> **YOUR TASK**
Copy out every line from the records that includes "past".

> **PROVIDED RECORDS**

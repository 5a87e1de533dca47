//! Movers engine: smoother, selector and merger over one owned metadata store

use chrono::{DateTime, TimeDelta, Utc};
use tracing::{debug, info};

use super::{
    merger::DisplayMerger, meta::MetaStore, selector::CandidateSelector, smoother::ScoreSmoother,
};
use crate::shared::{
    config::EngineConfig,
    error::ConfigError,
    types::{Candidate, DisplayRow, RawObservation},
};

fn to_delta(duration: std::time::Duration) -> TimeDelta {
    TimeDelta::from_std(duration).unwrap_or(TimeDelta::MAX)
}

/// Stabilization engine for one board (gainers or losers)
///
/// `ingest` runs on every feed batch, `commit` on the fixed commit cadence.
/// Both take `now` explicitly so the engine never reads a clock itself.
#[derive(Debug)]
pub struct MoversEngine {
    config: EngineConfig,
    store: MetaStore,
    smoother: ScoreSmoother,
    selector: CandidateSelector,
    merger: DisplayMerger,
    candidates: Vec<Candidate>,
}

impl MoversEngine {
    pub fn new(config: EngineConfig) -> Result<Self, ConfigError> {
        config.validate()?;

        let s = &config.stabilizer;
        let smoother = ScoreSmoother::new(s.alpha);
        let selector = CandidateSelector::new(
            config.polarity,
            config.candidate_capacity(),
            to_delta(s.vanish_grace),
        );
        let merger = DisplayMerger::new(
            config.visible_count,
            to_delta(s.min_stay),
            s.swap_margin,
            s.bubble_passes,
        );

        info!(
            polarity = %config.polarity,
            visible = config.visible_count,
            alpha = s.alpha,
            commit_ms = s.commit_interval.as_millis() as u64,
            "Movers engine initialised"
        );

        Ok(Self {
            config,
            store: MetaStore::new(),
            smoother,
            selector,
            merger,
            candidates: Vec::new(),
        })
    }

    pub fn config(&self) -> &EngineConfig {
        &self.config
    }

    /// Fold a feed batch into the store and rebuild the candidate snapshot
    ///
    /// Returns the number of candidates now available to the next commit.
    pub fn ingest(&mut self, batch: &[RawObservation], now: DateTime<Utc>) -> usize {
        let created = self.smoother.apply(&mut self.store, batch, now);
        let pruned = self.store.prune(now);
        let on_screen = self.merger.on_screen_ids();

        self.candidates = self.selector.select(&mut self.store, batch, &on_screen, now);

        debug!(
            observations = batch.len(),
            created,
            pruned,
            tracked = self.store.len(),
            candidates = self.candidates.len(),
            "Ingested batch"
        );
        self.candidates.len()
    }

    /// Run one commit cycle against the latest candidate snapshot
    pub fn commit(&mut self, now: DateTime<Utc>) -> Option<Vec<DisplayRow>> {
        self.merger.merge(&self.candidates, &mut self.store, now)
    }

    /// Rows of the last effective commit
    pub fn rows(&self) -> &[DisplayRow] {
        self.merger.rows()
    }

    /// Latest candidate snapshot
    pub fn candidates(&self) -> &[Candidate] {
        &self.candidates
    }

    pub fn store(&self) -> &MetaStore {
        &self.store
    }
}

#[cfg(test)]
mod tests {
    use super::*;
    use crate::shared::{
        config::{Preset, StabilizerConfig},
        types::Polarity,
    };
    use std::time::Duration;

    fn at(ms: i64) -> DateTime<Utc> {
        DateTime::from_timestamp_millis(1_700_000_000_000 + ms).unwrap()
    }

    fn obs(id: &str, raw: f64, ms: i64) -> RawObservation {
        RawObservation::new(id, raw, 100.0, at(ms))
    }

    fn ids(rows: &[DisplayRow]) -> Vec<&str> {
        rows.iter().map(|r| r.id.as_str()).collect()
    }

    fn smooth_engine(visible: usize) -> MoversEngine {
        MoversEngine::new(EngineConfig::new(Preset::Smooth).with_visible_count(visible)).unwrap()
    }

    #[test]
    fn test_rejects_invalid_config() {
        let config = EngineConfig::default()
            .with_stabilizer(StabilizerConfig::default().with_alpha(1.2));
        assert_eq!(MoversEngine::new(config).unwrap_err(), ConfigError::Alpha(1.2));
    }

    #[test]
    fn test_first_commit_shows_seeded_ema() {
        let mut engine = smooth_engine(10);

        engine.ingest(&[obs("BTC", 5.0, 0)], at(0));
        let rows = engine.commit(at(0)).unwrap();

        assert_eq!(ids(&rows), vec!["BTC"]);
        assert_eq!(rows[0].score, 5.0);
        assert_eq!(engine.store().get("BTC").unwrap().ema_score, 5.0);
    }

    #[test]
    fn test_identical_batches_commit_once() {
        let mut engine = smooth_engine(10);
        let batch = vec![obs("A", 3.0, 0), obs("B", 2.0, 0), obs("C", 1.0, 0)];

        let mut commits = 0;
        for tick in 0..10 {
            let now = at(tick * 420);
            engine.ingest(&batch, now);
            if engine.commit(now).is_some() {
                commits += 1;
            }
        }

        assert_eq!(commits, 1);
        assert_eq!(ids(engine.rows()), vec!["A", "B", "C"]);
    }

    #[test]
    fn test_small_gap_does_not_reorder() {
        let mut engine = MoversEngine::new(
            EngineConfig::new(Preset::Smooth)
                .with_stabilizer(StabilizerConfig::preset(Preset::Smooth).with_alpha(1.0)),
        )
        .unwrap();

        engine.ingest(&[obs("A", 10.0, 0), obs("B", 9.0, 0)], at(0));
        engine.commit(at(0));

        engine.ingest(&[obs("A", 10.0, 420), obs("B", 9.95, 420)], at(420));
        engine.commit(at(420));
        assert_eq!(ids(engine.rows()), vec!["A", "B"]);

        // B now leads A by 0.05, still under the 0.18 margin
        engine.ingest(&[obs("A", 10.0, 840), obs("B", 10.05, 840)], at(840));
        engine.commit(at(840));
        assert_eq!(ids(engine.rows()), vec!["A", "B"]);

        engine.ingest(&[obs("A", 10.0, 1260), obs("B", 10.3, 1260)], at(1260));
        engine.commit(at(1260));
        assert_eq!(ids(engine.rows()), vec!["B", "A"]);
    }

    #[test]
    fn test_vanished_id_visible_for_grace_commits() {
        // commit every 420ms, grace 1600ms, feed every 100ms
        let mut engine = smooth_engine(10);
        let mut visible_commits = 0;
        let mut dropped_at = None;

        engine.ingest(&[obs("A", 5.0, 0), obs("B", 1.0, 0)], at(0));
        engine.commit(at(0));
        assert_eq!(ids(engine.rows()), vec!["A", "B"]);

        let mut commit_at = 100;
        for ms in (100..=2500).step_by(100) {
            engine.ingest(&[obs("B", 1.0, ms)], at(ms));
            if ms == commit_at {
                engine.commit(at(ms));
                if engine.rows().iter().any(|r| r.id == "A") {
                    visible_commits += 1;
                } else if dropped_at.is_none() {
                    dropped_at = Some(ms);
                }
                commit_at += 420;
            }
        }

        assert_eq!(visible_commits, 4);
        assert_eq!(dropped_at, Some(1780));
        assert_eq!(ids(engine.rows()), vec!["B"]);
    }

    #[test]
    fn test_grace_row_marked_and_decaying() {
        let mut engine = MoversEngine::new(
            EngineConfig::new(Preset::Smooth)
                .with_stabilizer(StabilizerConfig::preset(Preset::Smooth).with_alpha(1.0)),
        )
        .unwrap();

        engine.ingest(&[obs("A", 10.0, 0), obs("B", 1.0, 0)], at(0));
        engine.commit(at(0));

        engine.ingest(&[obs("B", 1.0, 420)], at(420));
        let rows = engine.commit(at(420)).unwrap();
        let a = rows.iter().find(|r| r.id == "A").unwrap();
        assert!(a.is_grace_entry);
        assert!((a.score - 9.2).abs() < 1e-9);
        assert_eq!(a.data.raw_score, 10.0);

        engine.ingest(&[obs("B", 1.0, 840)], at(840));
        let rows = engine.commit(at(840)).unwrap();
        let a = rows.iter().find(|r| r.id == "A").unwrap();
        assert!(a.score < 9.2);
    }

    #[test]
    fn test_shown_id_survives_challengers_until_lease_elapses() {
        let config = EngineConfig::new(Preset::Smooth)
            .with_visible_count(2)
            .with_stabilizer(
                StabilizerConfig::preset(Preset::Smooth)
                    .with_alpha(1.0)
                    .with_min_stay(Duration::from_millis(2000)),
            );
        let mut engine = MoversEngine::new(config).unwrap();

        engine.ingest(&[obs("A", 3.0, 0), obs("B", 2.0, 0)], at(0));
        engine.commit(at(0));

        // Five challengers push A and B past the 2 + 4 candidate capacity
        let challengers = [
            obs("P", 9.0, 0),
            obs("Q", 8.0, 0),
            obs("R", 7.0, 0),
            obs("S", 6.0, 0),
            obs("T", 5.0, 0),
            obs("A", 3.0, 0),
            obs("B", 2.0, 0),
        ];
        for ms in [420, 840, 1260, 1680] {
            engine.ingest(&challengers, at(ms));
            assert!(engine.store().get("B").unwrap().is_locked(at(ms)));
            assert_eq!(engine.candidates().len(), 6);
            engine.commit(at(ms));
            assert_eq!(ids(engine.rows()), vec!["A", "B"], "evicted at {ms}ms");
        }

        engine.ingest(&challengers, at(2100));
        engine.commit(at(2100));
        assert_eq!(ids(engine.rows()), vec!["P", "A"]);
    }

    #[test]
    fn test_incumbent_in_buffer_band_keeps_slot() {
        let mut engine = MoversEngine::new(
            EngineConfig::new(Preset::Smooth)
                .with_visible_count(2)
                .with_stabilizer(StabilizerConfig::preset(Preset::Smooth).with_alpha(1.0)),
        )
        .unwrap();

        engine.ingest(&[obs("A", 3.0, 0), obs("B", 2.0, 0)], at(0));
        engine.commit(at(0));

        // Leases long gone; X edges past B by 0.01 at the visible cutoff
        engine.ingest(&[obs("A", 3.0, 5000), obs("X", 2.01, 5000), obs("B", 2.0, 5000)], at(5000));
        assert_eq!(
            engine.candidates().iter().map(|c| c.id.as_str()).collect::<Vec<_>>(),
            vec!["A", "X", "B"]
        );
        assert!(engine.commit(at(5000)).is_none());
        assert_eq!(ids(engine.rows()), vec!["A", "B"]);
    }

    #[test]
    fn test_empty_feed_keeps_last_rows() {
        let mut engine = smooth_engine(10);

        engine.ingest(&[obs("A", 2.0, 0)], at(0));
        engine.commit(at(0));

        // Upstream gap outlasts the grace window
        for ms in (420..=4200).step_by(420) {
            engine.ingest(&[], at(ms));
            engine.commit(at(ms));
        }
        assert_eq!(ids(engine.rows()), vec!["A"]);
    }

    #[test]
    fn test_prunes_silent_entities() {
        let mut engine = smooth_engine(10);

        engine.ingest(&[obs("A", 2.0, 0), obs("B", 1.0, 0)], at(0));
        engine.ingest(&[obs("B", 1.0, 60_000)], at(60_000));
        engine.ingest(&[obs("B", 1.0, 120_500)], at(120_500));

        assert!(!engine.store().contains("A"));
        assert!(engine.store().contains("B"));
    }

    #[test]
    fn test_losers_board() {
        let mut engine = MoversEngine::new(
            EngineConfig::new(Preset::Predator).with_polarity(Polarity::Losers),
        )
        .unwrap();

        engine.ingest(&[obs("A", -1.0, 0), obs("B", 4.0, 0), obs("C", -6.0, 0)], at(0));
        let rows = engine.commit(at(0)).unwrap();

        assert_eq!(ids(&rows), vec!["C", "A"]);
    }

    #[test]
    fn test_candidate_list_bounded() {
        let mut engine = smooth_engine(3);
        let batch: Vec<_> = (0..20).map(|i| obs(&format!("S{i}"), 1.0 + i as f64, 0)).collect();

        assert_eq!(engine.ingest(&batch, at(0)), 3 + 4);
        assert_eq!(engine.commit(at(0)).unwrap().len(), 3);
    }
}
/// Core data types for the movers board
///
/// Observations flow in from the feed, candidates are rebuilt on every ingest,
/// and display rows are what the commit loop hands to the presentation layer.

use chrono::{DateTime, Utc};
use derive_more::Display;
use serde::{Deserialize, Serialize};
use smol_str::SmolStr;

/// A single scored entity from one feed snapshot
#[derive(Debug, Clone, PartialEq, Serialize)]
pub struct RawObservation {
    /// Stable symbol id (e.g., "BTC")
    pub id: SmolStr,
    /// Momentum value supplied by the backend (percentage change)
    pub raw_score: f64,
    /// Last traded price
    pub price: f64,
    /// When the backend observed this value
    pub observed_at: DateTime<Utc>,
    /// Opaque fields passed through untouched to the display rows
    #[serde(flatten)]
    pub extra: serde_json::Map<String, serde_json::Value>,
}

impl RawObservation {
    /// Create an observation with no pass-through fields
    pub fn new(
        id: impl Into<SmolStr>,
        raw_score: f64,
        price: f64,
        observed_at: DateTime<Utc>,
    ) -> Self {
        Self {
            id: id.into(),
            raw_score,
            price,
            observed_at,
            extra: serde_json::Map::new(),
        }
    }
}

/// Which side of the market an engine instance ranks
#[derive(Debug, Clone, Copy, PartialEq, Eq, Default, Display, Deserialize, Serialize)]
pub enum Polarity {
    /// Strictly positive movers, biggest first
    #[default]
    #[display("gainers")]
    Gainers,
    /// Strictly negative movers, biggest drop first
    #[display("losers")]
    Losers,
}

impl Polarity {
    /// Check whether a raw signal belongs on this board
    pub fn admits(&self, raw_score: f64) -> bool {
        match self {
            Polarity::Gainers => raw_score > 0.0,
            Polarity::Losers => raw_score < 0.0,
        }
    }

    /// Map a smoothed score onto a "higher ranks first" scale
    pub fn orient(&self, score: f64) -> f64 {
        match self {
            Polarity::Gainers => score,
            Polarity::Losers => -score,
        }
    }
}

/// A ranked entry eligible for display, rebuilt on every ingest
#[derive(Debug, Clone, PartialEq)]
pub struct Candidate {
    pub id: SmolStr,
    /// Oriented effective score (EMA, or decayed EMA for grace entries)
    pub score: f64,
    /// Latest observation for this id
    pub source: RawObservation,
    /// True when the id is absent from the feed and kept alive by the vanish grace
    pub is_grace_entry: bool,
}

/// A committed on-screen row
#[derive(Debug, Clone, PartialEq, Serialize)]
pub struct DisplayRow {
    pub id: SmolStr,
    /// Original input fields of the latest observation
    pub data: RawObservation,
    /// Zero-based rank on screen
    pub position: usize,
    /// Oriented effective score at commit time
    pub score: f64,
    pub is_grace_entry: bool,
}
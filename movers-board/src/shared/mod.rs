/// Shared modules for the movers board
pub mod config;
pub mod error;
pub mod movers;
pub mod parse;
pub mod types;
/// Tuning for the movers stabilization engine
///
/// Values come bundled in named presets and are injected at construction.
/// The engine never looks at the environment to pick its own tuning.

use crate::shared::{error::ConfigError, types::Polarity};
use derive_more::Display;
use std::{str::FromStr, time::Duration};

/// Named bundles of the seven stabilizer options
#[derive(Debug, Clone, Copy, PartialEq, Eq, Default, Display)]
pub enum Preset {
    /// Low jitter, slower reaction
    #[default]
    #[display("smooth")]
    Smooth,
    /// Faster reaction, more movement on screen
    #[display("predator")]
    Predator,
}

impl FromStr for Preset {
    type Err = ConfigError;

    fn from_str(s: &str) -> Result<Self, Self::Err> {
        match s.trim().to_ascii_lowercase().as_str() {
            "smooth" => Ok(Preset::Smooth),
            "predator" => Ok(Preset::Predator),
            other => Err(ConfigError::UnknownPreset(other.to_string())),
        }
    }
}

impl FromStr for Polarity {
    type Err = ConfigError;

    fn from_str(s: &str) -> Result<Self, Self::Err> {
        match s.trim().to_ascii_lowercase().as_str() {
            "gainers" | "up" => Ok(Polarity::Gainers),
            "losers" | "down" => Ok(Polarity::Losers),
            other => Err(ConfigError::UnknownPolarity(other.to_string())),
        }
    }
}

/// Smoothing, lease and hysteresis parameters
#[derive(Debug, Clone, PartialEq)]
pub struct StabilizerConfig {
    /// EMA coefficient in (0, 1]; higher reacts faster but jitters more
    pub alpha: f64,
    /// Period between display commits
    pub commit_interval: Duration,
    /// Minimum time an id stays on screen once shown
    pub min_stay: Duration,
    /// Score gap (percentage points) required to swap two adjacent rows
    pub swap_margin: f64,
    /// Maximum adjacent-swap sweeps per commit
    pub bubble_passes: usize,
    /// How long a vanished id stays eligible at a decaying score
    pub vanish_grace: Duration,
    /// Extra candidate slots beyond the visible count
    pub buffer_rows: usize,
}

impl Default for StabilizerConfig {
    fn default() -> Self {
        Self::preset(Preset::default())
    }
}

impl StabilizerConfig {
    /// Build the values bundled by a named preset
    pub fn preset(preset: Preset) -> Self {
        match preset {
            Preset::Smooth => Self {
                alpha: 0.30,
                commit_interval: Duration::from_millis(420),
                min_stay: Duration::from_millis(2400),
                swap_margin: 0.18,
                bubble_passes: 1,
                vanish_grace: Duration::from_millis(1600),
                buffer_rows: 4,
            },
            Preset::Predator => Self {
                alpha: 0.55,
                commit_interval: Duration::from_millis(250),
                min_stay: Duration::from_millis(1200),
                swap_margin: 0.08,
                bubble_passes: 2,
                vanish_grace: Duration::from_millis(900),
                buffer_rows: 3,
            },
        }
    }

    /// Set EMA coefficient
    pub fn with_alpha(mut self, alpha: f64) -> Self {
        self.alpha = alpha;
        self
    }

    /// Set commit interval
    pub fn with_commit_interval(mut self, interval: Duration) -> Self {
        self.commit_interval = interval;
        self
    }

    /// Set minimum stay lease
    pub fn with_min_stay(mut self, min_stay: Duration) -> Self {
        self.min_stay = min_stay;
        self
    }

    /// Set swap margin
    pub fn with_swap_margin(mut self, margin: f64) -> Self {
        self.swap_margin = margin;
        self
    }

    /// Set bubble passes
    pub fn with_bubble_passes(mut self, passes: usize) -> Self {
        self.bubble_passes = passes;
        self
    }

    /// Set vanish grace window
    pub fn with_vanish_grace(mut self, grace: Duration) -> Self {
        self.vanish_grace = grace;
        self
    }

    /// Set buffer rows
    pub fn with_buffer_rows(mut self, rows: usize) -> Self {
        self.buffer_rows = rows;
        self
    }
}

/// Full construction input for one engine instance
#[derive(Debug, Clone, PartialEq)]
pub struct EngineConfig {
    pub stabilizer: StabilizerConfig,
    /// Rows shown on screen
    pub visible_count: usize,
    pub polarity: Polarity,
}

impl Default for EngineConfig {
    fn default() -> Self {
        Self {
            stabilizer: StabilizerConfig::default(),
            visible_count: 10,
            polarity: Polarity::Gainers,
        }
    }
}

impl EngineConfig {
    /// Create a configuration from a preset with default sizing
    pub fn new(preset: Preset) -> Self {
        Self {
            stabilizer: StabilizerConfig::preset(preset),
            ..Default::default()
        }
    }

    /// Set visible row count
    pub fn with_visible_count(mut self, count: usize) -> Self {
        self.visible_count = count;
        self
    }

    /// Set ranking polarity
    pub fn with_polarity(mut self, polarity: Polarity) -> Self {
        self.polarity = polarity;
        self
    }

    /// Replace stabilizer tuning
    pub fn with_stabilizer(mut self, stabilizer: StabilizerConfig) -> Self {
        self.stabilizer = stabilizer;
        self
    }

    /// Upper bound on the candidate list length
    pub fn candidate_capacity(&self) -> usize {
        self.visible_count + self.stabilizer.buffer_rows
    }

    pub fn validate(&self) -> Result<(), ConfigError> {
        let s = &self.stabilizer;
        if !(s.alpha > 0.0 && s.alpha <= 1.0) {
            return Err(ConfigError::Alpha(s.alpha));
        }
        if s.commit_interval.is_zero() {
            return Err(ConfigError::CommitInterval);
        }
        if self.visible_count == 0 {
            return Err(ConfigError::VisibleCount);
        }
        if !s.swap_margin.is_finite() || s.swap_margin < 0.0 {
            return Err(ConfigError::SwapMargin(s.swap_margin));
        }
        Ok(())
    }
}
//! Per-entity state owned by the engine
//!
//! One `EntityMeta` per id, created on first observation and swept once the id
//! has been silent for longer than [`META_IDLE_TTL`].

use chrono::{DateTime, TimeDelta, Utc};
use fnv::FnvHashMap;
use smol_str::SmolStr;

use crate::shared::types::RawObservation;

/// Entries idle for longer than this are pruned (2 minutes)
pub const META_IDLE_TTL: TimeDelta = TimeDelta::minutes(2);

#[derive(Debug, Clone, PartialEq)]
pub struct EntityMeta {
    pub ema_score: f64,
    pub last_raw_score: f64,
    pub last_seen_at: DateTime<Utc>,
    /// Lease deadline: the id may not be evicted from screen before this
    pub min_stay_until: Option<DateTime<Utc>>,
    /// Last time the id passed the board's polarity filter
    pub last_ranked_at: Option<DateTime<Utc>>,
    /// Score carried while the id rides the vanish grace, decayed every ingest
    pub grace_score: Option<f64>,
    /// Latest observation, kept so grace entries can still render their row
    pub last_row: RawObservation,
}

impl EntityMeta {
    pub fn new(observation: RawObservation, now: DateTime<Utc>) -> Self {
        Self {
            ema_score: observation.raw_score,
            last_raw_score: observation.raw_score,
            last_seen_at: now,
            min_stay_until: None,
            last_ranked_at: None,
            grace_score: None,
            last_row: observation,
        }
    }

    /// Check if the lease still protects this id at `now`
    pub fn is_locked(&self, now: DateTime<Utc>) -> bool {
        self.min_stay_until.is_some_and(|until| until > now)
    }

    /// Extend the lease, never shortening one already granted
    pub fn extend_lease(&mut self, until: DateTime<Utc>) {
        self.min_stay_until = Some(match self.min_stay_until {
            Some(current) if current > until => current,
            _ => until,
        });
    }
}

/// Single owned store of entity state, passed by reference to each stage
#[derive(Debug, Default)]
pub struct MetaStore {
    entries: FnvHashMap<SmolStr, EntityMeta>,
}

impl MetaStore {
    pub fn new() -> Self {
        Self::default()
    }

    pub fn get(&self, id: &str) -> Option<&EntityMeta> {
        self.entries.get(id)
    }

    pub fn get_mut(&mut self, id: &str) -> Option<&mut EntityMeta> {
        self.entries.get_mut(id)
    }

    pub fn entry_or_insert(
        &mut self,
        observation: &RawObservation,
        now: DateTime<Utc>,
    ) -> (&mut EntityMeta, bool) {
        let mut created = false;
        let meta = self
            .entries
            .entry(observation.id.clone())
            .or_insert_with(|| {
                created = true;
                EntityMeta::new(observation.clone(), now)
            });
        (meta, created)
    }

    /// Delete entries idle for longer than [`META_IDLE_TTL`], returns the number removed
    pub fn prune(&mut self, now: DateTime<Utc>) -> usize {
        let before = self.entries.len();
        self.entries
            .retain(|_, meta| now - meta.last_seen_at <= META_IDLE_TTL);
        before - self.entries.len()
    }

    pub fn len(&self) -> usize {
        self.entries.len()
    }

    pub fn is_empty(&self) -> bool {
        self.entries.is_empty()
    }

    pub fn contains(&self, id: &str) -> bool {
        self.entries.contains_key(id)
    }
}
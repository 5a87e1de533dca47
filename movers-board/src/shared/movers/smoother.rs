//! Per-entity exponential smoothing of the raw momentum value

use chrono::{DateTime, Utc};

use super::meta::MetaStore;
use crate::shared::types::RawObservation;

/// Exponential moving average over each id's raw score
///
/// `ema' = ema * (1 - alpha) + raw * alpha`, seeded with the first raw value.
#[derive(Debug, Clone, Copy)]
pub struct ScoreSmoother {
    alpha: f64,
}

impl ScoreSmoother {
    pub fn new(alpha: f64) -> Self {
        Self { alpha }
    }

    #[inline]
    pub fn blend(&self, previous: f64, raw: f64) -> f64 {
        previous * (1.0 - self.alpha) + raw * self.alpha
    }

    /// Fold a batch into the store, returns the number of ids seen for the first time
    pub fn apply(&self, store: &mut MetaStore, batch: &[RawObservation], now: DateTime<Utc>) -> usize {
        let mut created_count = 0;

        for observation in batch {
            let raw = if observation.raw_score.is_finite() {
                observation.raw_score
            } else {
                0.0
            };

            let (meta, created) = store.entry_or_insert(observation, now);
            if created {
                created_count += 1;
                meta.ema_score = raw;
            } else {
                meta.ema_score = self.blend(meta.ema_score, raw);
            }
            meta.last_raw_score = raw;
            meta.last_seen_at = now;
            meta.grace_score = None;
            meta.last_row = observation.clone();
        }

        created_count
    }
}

> **FINISHED TASK**
        // Five challengers push A and B past the 2 + 4 candidate capacity
        // Leases long gone; X edges past B by 0.01 at the visible cutoff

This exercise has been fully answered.